My mental illness is overtaking my productivity. I can't concentrate on anything at all. I've pretty much devolved into spending whole days drinking pop and listening to the same 20 or so songs over and over. I get like this every couple months or so and I don't know why. I lose all track of time. Sometimes literally, the scrobbler I use with WinAmp occasionally stops the system clock... I lost four whole hours yesterday without even noticing. Also, that "autopilot" feeling I get to handle social situations happens even around my family.
I keep getting new ideas for games. Some very advanced concepts in story telling and gameotography (made up word). And then they just disappear. I write some of them down, but when I review them later they don't make any sense. Like the crazy scratches of a cave dwelling hermit, I'm sure there was something of importance if I could just make sense of it.

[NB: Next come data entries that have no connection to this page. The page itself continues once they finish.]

//! Fixed-timestep guidance and blended-correction loop.

use crate::model::{
    GpsStatus, MissionMetrics, NavigationMode, NavigationState, TrajectoryPoint, Vec2,
};

use super::config::DemoConfig;
use super::guidance::Guidance;
use super::noise::{NoiseSource, UniformNoise};
use super::{CONFIDENCE_DECAY, MIN_CONFIDENCE};

/// Confidence from position drift: `max(5, floor(100 * exp(-0.05 * drift)))`.
///
/// Non-increasing in drift and bounded to `[5, 100]` for any drift >= 0.
pub fn confidence_score(drift: f64) -> f64 {
    (100.0 * (-CONFIDENCE_DECAY * drift.max(0.0)).exp())
        .floor()
        .max(MIN_CONFIDENCE)
}

/// Everything one tick produced.
#[derive(Debug, Clone, PartialEq)]
pub struct DemoFrame {
    pub step: u64,
    /// Simulated time at the end of the tick.
    pub time: f64,
    pub true_position: Vec2,
    pub true_velocity: Vec2,
    /// Commanded acceleration (noise-free).
    pub acceleration: Vec2,
    /// Noisy IMU acceleration read.
    pub imu_measurement: Vec2,
    /// IMU-only prediction before correction.
    pub predicted_position: Vec2,
    /// Noisy GPS fix, `None` while jammed.
    pub gps_measurement: Option<Vec2>,
    pub estimated_position: Vec2,
    pub estimated_velocity: Vec2,
    /// Target the vehicle steered toward this tick.
    pub target: Vec2,
    /// Index of the waypoint to pursue next tick.
    pub active_waypoint: usize,
    pub waypoints_reached: u32,
    pub total_waypoints: u32,
    pub drift: f64,
    pub confidence: f64,
    pub finished: bool,
}

impl DemoFrame {
    pub fn is_jammed(&self) -> bool {
        self.gps_measurement.is_none()
    }

    fn gps_status(&self) -> GpsStatus {
        if self.is_jammed() {
            GpsStatus::Jammed
        } else {
            GpsStatus::Active
        }
    }

    fn navigation_mode(&self) -> NavigationMode {
        if self.is_jammed() {
            NavigationMode::Sensor
        } else {
            NavigationMode::Gps
        }
    }

    /// Mission progress, 0-100.
    pub fn progress(&self) -> f64 {
        if self.total_waypoints == 0 {
            return 100.0;
        }
        100.0 * f64::from(self.waypoints_reached) / f64::from(self.total_waypoints)
    }

    pub fn to_trajectory_point(&self) -> TrajectoryPoint {
        TrajectoryPoint {
            time: self.time,
            true_x: self.true_position.x,
            true_y: self.true_position.y,
            est_x: self.estimated_position.x,
            est_y: self.estimated_position.y,
            error: self.drift,
            confidence: self.confidence,
            gps_status: self.gps_status(),
            nav_mode: self.navigation_mode(),
        }
    }

    pub fn to_navigation_state(&self) -> NavigationState {
        NavigationState {
            true_position: self.true_position,
            estimated_position: self.estimated_position,
            velocity: self.true_velocity,
            heading: self.true_velocity.heading(),
            altitude: 0.0,
            error: self.drift,
            confidence: self.confidence,
            gps_available: !self.is_jammed(),
            navigation_mode: self.navigation_mode(),
            current_waypoint: self.target,
            mission_progress: self.progress(),
        }
    }
}

/// The toy navigation loop.
///
/// Ground truth and estimate are integrated separately with explicit Euler
/// (`vel += a*dt`, then `pos += vel*dt`). The estimate sees the acceleration
/// only through the noisy IMU and is pulled toward the noisy GPS fix with the
/// blend factor when GPS is available.
pub struct DemoEngine<N: NoiseSource = UniformNoise> {
    config: DemoConfig,
    guidance: Guidance,
    noise: N,
    waypoints: Vec<Vec2>,
    active: usize,
    step: u64,
    time: f64,
    true_position: Vec2,
    true_velocity: Vec2,
    estimated_position: Vec2,
    estimated_velocity: Vec2,
    reached: u32,
    finished: bool,
    distance_travelled: f64,
    max_drift: f64,
    last_confidence: f64,
    last_jammed: bool,
}

impl DemoEngine<UniformNoise> {
    /// Engine with uniform noise seeded from `config.seed`.
    pub fn new(config: DemoConfig, waypoints: Vec<Vec2>) -> Self {
        let noise = UniformNoise::new(config.seed);
        Self::with_noise(config, waypoints, noise)
    }
}

impl<N: NoiseSource> DemoEngine<N> {
    pub fn with_noise(config: DemoConfig, waypoints: Vec<Vec2>, noise: N) -> Self {
        let guidance = Guidance::new(config.gain, config.arrival_threshold);
        let start = config.start;
        let finished = waypoints.is_empty();

        Self {
            config,
            guidance,
            noise,
            waypoints,
            active: 0,
            step: 0,
            time: 0.0,
            true_position: start,
            true_velocity: Vec2::ZERO,
            estimated_position: start,
            estimated_velocity: Vec2::ZERO,
            reached: 0,
            finished,
            distance_travelled: 0.0,
            max_drift: 0.0,
            last_confidence: confidence_score(0.0),
            last_jammed: false,
        }
    }

    pub fn config(&self) -> &DemoConfig {
        &self.config
    }

    pub fn waypoints(&self) -> &[Vec2] {
        &self.waypoints
    }

    pub fn active_waypoint(&self) -> usize {
        self.active
    }

    pub fn time(&self) -> f64 {
        self.time
    }

    pub fn true_position(&self) -> Vec2 {
        self.true_position
    }

    pub fn estimated_position(&self) -> Vec2 {
        self.estimated_position
    }

    pub fn is_finished(&self) -> bool {
        self.finished
    }

    /// Advance one timestep. Returns `None` once the run has finished.
    pub fn tick(&mut self) -> Option<DemoFrame> {
        if self.finished {
            return None;
        }
        let target = *self.waypoints.get(self.active)?;
        let dt = self.config.dt;

        let command = self.guidance.evaluate(self.true_position, target);
        if command.arrived {
            self.reached += 1;
            if self.active + 1 < self.waypoints.len() {
                self.active += 1;
            } else {
                self.finished = true;
            }
            tracing::debug!(
                waypoint = self.reached,
                time = self.time,
                "Demo waypoint reached"
            );
        }
        let accel = command.acceleration;

        // Ground truth
        let previous = self.true_position;
        self.true_velocity += accel * dt;
        self.true_position += self.true_velocity * dt;
        self.distance_travelled += self.true_position.distance(previous);

        self.step += 1;
        self.time = self.step as f64 * dt;
        if self.time >= self.config.max_duration {
            self.finished = true;
        }

        // Prediction from the noisy IMU
        let imu = accel + self.noise.sample_vec(self.config.imu_noise);
        self.estimated_velocity += imu * dt;
        let predicted = self.estimated_position + self.estimated_velocity * dt;

        // Correction
        let gps = if self.config.is_jammed_at(self.time) {
            None
        } else {
            Some(self.true_position + self.noise.sample_vec(self.config.gps_noise))
        };
        self.estimated_position = match gps {
            Some(fix) => predicted + (fix - predicted) * self.config.blend,
            None => predicted,
        };

        if gps.is_none() != self.last_jammed {
            tracing::info!(time = self.time, jammed = gps.is_none(), "Demo GPS status changed");
            self.last_jammed = gps.is_none();
        }

        let drift = self.true_position.distance(self.estimated_position);
        let confidence = confidence_score(drift);
        self.max_drift = self.max_drift.max(drift);
        self.last_confidence = confidence;

        Some(DemoFrame {
            step: self.step,
            time: self.time,
            true_position: self.true_position,
            true_velocity: self.true_velocity,
            acceleration: accel,
            imu_measurement: imu,
            predicted_position: predicted,
            gps_measurement: gps,
            estimated_position: self.estimated_position,
            estimated_velocity: self.estimated_velocity,
            target,
            active_waypoint: self.active,
            waypoints_reached: self.reached,
            total_waypoints: self.waypoints.len() as u32,
            drift,
            confidence,
            finished: self.finished,
        })
    }

    /// Tick until the run finishes or `max_steps` frames were produced.
    pub fn run_to_completion(&mut self, max_steps: usize) -> Vec<DemoFrame> {
        let mut frames = Vec::new();
        while frames.len() < max_steps {
            match self.tick() {
                Some(frame) => frames.push(frame),
                None => break,
            }
        }
        frames
    }

    /// Mission aggregates so far, in the backend's metric shape.
    pub fn metrics(&self) -> MissionMetrics {
        let total = self.waypoints.len() as u32;
        let progress = if total == 0 {
            100.0
        } else {
            100.0 * f64::from(self.reached) / f64::from(total)
        };

        MissionMetrics {
            waypoints_reached: self.reached,
            total_waypoints: total,
            mission_progress: progress,
            mission_success_rate: progress,
            max_position_error: self.max_drift,
            final_confidence: self.last_confidence,
            total_distance: self.distance_travelled,
            current_time: self.time,
            gps_jammed: self.last_jammed,
            navigation_mode: if self.last_jammed {
                NavigationMode::Sensor
            } else {
                NavigationMode::Gps
            },
        }
    }
}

My AISH papers are going along well, but I'm still paranoid that I'll be declined despite being in the process of getting these papers for more than five years. All that's left is some mental testing. I don't think it's going to go well: 1. I test extremely well, my estimated IQ according to the last government test I took was a 177 yet I can barely function in a real world environment. and 2. Tests are serious business to me so I can't fake a test to appear worse off than I really am. If the papers do go through I'll be able to go to school again. Stratford Career Institute has a class on Game Design that would be quite affordable if I had any money. Accreditation doesn't matter to me as long as it's something I can use... like locksmithing or accounting.
I've been drawing a little lately... here's a something.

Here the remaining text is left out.